Become very familiar with your balance sheet. A balance sheet shows where your
business stands at any particular moment. A profit and loss statement (also called an
operating statement) totals the result of operations over a selected time period. Each
statement is merely a collection of figures. However, with proper interpretation and
evaluation, this collection of figures becomes an important indicator of how financially
successful the business is at this time. Financial success is the end result entrepreneurs
seek. Understanding the balance sheet and the implication of the financial results it
reveals are valuable tools in making operating decisions that will impact sales, expenses
and profit.
The single balance sheet is like a snapshot. It measures the condition of the company
at a single moment in time. The balance will show how the capital within your business is
distributed. The amount of capital distributed over the various accounts in the business
and the surplus of assets over liabilities shows profitability. If the snapshot shows that
liabilities are greater than assets, you then see a loss position for the company at that
time. Even more important are trends over time. A company may have a month with high
expenses that result in a loss. However, the trends may show five months of profitability.
The net effect of the six months may be profitable, even though one month showed a loss.
The concern is if three months show a loss, then the owner must decide how to overcome the
negative cash position.
Compare balance sheets over a period of time to gain an understanding of your assets
and liabilities. Lets say you review your quarterly balance sheets over several
years. By comparing these on an item-by-item basis, you can spot trends. You are now
gaining a real understanding of the overall financial structure of the firm. For example,
larger quantities of merchandise on hand from one period to another may be a reflection of
that decision to buy ahead because of continuing inflation. Receivables may show a
continuing upward trend when collection of outstanding accounts is not pushed for
collection within 30 days. Debts may run higher when the firm expands or makes capital
improvements. This information provides management information, to help the owner make
decisions about the prudent and fiscally sound operation of the business.
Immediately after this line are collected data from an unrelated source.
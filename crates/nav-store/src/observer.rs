//! `TripLogObserver<W>` — bridges `SessionObserver` to a `TripLogWriter`.

use log::warn;

use nav_core::PlanRevision;
use nav_route::{ArrivalSummary, RoutePlan, RouteState, TrackedPosition, Transition};
use nav_session::{PlanSource, SessionObserver};

use crate::row::{ArrivalRow, PlanRow, PositionRow};
use crate::writer::TripLogWriter;
use crate::{StoreError, StoreResult};

/// A [`SessionObserver`] that records positions, plan changes and arrival
/// summaries to any [`TripLogWriter`] backend (CSV, SQLite).
///
/// Errors from the writer are stored internally because `SessionObserver`
/// methods have no return value.  After the session ends, check for errors
/// with [`take_error`][Self::take_error].
pub struct TripLogObserver<W: TripLogWriter> {
    writer:     W,
    last_error: Option<StoreError>,
}

impl<W: TripLogWriter> TripLogObserver<W> {
    pub fn new(writer: W) -> Self {
        Self { writer, last_error: None }
    }

    /// Take the stored write error (if any).
    ///
    /// Returns `None` if all writes succeeded.
    pub fn take_error(&mut self) -> Option<StoreError> {
        self.last_error.take()
    }

    /// Unwrap the inner writer (e.g. to inspect files after the session).
    pub fn into_writer(self) -> W {
        self.writer
    }

    fn store_err(&mut self, result: StoreResult<()>) {
        if let Err(e) = result {
            warn!("trip log write failed: {e}");
            // Keep only the first error.
            if self.last_error.is_none() {
                self.last_error = Some(e);
            }
        }
    }
}

impl<W: TripLogWriter> SessionObserver for TripLogObserver<W> {
    fn on_position(&mut self, position: &TrackedPosition, _: &Transition, state: Option<&RouteState>) {
        let row = PositionRow {
            timestamp_ms: position.updated_at.0,
            raw_lon:      position.raw.position.lon,
            raw_lat:      position.raw.position.lat,
            snapped_lon:  position.snapped.lon,
            snapped_lat:  position.snapped.lat,
            speed_kmh:    position.speed_kmh,
            deviation_m:  state.map(|s| s.deviation_m),
            remaining_m:  state.map(|s| s.remaining_m),
            eta_ms:       state.map(|s| s.eta.0),
            step:         state.map(|s| s.current_step as u32),
        };
        let result = self.writer.write_position(&row);
        self.store_err(result);
    }

    fn on_plan_replaced(&mut self, revision: PlanRevision, plan: &RoutePlan, source: PlanSource) {
        let row = PlanRow {
            revision:         revision.0,
            source:           source.to_string(),
            total_distance_m: plan.total_distance_m(),
            total_duration_s: plan.total_duration_s(),
            step_count:       plan.steps().len() as u32,
        };
        let result = self.writer.write_plan(&row);
        self.store_err(result);
    }

    fn on_arrival(&mut self, summary: &ArrivalSummary) {
        let row = ArrivalRow {
            arrival_ms:       summary.arrival_actual.0,
            eta_planned_ms:   summary.eta_planned.0,
            total_distance_m: summary.total_distance_m,
            total_duration_s: summary.total_duration_s,
            time_saved_s:     summary.time_saved_s,
            fuel_used_liters: summary.fuel_used_liters,
        };
        let result = self.writer.write_arrival(&row);
        self.store_err(result);
    }

    fn on_session_end(&mut self, _odometer_m: f64) {
        let result = self.writer.finish();
        self.store_err(result);
    }
}
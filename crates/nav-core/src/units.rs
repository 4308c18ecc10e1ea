//! Speed conversions.

/// Metres per second → kilometres per hour.
///
/// Negative and non-finite speeds clamp to zero: a fix with a bogus speed is
/// still a valid position and must not be dropped.
#[inline]
pub fn mps_to_kmh(mps: f64) -> f64 {
    if mps.is_finite() && mps > 0.0 { mps * 3.6 } else { 0.0 }
}

/// Kilometres per hour → metres per second, with the same clamping.
#[inline]
pub fn kmh_to_mps(kmh: f64) -> f64 {
    if kmh.is_finite() && kmh > 0.0 { kmh / 3.6 } else { 0.0 }
}
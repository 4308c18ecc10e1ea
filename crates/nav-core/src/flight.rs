//! `SingleFlight` — at most one in-flight request, newest input wins.
//!
//! # Semantics
//!
//! Callers [`submit`][SingleFlight::submit] inputs as they arrive.  An input
//! starts a request immediately when nothing is in flight and the rate window
//! since the previous start has elapsed; otherwise it replaces whatever input
//! was already waiting (coalescing, not queuing).  When the in-flight request
//! resolves the caller reports it with [`complete`][SingleFlight::complete]
//! and later calls [`poll`][SingleFlight::poll] (typically on the next event
//! or timer tick) to flush the waiting input once the window allows.
//!
//! There are no timers inside: the owner supplies `now` on every call, so the
//! gate behaves identically under a real or a manual clock.

use crate::{RequestId, Timestamp};

/// Single-flight, rate-limited request gate holding at most one waiting input.
#[derive(Debug)]
pub struct SingleFlight<T> {
    /// Minimum spacing between two request starts.
    window_ms:    i64,
    in_flight:    Option<RequestId>,
    waiting:      Option<T>,
    last_started: Option<Timestamp>,
    next_id:      RequestId,
}

impl<T> SingleFlight<T> {
    pub fn new(window_ms: i64) -> Self {
        Self {
            window_ms:    window_ms.max(0),
            in_flight:    None,
            waiting:      None,
            last_started: None,
            next_id:      RequestId(0),
        }
    }

    /// Offer `input`; returns the request to start now, if any.
    ///
    /// A returned request carries the newest input, never an older one that
    /// was superseded while waiting.
    pub fn submit(&mut self, input: T, now: Timestamp) -> Option<(RequestId, T)> {
        self.waiting = Some(input);
        self.poll(now)
    }

    /// Start the waiting input if the gate is open at `now`.
    pub fn poll(&mut self, now: Timestamp) -> Option<(RequestId, T)> {
        if self.in_flight.is_some() || !self.window_elapsed(now) {
            return None;
        }
        let input = self.waiting.take()?;
        let id = self.next_id;
        self.next_id = id.next();
        self.in_flight = Some(id);
        self.last_started = Some(now);
        Some((id, input))
    }

    /// Mark request `id` as resolved.
    ///
    /// Returns `false` for an id that is not the one in flight; such results
    /// are stale and must be discarded by the caller.
    pub fn complete(&mut self, id: RequestId) -> bool {
        if self.in_flight == Some(id) {
            self.in_flight = None;
            true
        } else {
            false
        }
    }

    /// `true` while a request is outstanding.
    #[inline]
    pub fn is_in_flight(&self) -> bool {
        self.in_flight.is_some()
    }

    /// `true` when an input is waiting for the gate to open.
    #[inline]
    pub fn has_waiting(&self) -> bool {
        self.waiting.is_some()
    }

    /// The input waiting for the gate, if any.
    #[inline]
    pub fn waiting(&self) -> Option<&T> {
        self.waiting.as_ref()
    }

    /// Drop the waiting input without starting it.
    pub fn discard_waiting(&mut self) -> Option<T> {
        self.waiting.take()
    }

    /// Forget the waiting input and any in-flight request.  A result for the
    /// forgotten request will be rejected by `complete`.
    pub fn reset(&mut self) {
        self.in_flight = None;
        self.waiting = None;
        self.last_started = None;
    }

    fn window_elapsed(&self, now: Timestamp) -> bool {
        match self.last_started {
            None       => true,
            Some(last) => now.millis_since(last) >= self.window_ms,
        }
    }
}
//! `RouteLine` — a route polyline pre-processed for per-fix queries.
//!
//! # Data layout
//!
//! ```text
//! points[i]      vertex i (finite coordinates only)
//! cumulative[i]  great-circle distance from points[0] to points[i]
//! ```
//!
//! # Spatial index
//!
//! An R-tree (via `rstar`) holds one entry per segment in a planar
//! equirectangular frame (`x = lon · cos φ₀`, `y = lat`, with φ₀ the mean
//! latitude of the route).  A projection query fetches the few nearest
//! candidate segments from the tree and measures each exactly on the sphere,
//! so long routes cost O(log n) per fix instead of a full scan.

use rstar::{AABB, PointDistance, RTree, RTreeObject};

use nav_core::GeoPoint;

use crate::math::{self, Projection};

/// Number of planar-nearest candidates re-measured on the sphere.
const CANDIDATES: usize = 4;

// ── R-tree segment entry ──────────────────────────────────────────────────────

#[derive(Clone, Debug)]
struct SegmentEntry {
    index: usize,
    a:     [f64; 2],
    b:     [f64; 2],
}

impl RTreeObject for SegmentEntry {
    type Envelope = AABB<[f64; 2]>;

    fn envelope(&self) -> Self::Envelope {
        AABB::from_corners(self.a, self.b)
    }
}

impl PointDistance for SegmentEntry {
    /// Squared planar distance from `point` to the segment.
    fn distance_2(&self, point: &[f64; 2]) -> f64 {
        let (dx, dy) = (self.b[0] - self.a[0], self.b[1] - self.a[1]);
        let (px, py) = (point[0] - self.a[0], point[1] - self.a[1]);
        let len_sq = dx * dx + dy * dy;
        let t = if len_sq < 1e-24 { 0.0 } else { ((px * dx + py * dy) / len_sq).clamp(0.0, 1.0) };
        let (ex, ey) = (px - t * dx, py - t * dy);
        ex * ex + ey * ey
    }
}

// ── RouteLine ─────────────────────────────────────────────────────────────────

/// Route polyline with cumulative distances and a segment index.
///
/// Immutable once built; cheap to share behind an `Arc`.
#[derive(Debug, Clone)]
pub struct RouteLine {
    points:     Vec<GeoPoint>,
    cumulative: Vec<f64>,
    ref_cos:    f64,
    index:      RTree<SegmentEntry>,
}

impl RouteLine {
    /// Build from raw vertices.  Non-finite vertices are dropped.
    pub fn new(points: impl IntoIterator<Item = GeoPoint>) -> Self {
        let points: Vec<GeoPoint> = points.into_iter().filter(|p| p.is_finite()).collect();

        let mut cumulative = Vec::with_capacity(points.len());
        let mut acc = 0.0;
        for (i, p) in points.iter().enumerate() {
            if i > 0 {
                acc += points[i - 1].distance_m(*p);
            }
            cumulative.push(acc);
        }

        let ref_cos = if points.is_empty() {
            1.0
        } else {
            let mean_lat = points.iter().map(|p| p.lat).sum::<f64>() / points.len() as f64;
            mean_lat.to_radians().cos().max(1e-6)
        };

        let entries: Vec<SegmentEntry> = points
            .windows(2)
            .enumerate()
            .map(|(i, w)| SegmentEntry {
                index: i,
                a:     [w[0].lon * ref_cos, w[0].lat],
                b:     [w[1].lon * ref_cos, w[1].lat],
            })
            .collect();

        Self {
            points,
            cumulative,
            ref_cos,
            index: RTree::bulk_load(entries),
        }
    }

    // ── Dimensions ────────────────────────────────────────────────────────

    pub fn points(&self) -> &[GeoPoint] {
        &self.points
    }

    pub fn len(&self) -> usize {
        self.points.len()
    }

    pub fn is_empty(&self) -> bool {
        self.points.is_empty()
    }

    /// Fewer than two vertices: no segment to project onto.
    pub fn is_degenerate(&self) -> bool {
        self.points.len() < 2
    }

    /// Great-circle length of the whole line.
    pub fn total_m(&self) -> f64 {
        self.cumulative.last().copied().unwrap_or(0.0)
    }

    pub fn first(&self) -> Option<GeoPoint> {
        self.points.first().copied()
    }

    pub fn last(&self) -> Option<GeoPoint> {
        self.points.last().copied()
    }

    /// Distance from the start to vertex `i`.
    pub fn cumulative_m(&self, i: usize) -> f64 {
        self.cumulative.get(i).copied().unwrap_or_else(|| self.total_m())
    }

    // ── Queries ───────────────────────────────────────────────────────────

    /// Project `point` onto the line.
    ///
    /// Returns `None` for a non-finite point or an empty line.
    pub fn project(&self, point: GeoPoint) -> Option<Projection> {
        if !point.is_finite() || self.points.is_empty() {
            return None;
        }
        if self.is_degenerate() {
            return math::project(point, &self.points);
        }

        let query = [point.lon * self.ref_cos, point.lat];
        self.index
            .nearest_neighbor_iter(&query)
            .take(CANDIDATES)
            .map(|seg| {
                let (a, b) = (self.points[seg.index], self.points[seg.index + 1]);
                let (projected, t) = math::project_on_segment(point, a, b);
                Projection {
                    point:      projected,
                    distance_m: point.distance_m(projected),
                    segment:    seg.index,
                    t,
                    along_m:    self.cumulative[seg.index] + a.distance_m(projected),
                }
            })
            .min_by(|x, y| {
                x.distance_m
                    .total_cmp(&y.distance_m)
                    .then(x.segment.cmp(&y.segment))
            })
    }

    /// Split the line at a projection into `(traversed, remaining)`.
    ///
    /// Both halves contain the projected point, so their lengths sum to the
    /// line's total length.
    pub fn split_at(&self, at: &Projection) -> (Vec<GeoPoint>, Vec<GeoPoint>) {
        if self.points.is_empty() {
            return (Vec::new(), Vec::new());
        }
        let seg = at.segment.min(self.points.len() - 1);

        let mut traversed = Vec::with_capacity(seg + 2);
        traversed.extend_from_slice(&self.points[..=seg]);
        if traversed.last() != Some(&at.point) {
            traversed.push(at.point);
        }

        let mut remaining = Vec::with_capacity(self.points.len() - seg + 1);
        remaining.push(at.point);
        for v in &self.points[seg + 1..] {
            if remaining.last() != Some(v) {
                remaining.push(*v);
            }
        }

        (traversed, remaining)
    }

    /// The part of the line between the projections of `from` and `to`, in
    /// line order.  Same degenerate-case rules as [`math::slice`].
    pub fn slice(&self, from: GeoPoint, to: GeoPoint) -> Vec<GeoPoint> {
        math::slice(&self.points, from, to)
    }

    /// The point `along_m` metres from the start, clamped to the ends.
    pub fn point_at(&self, along_m: f64) -> Option<GeoPoint> {
        math::point_at(&self.points, along_m)
    }
}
The profit and loss statement is another valuable tool in ascertaining the
companys performance for a given period of time. The statement will show sales
volume, cost incurred and the amount or profit or loss. Comparing the profit and loss
statements of success periods monthly or quarterly can be very revealing. Why was there a
lower gross profit for each of several quarters? Did price cuts decrease per sale
profitability? Was a higher proportion of sales spent on operating costs such as
personnel, rent or insurance? Are overhead costs increasing routinely?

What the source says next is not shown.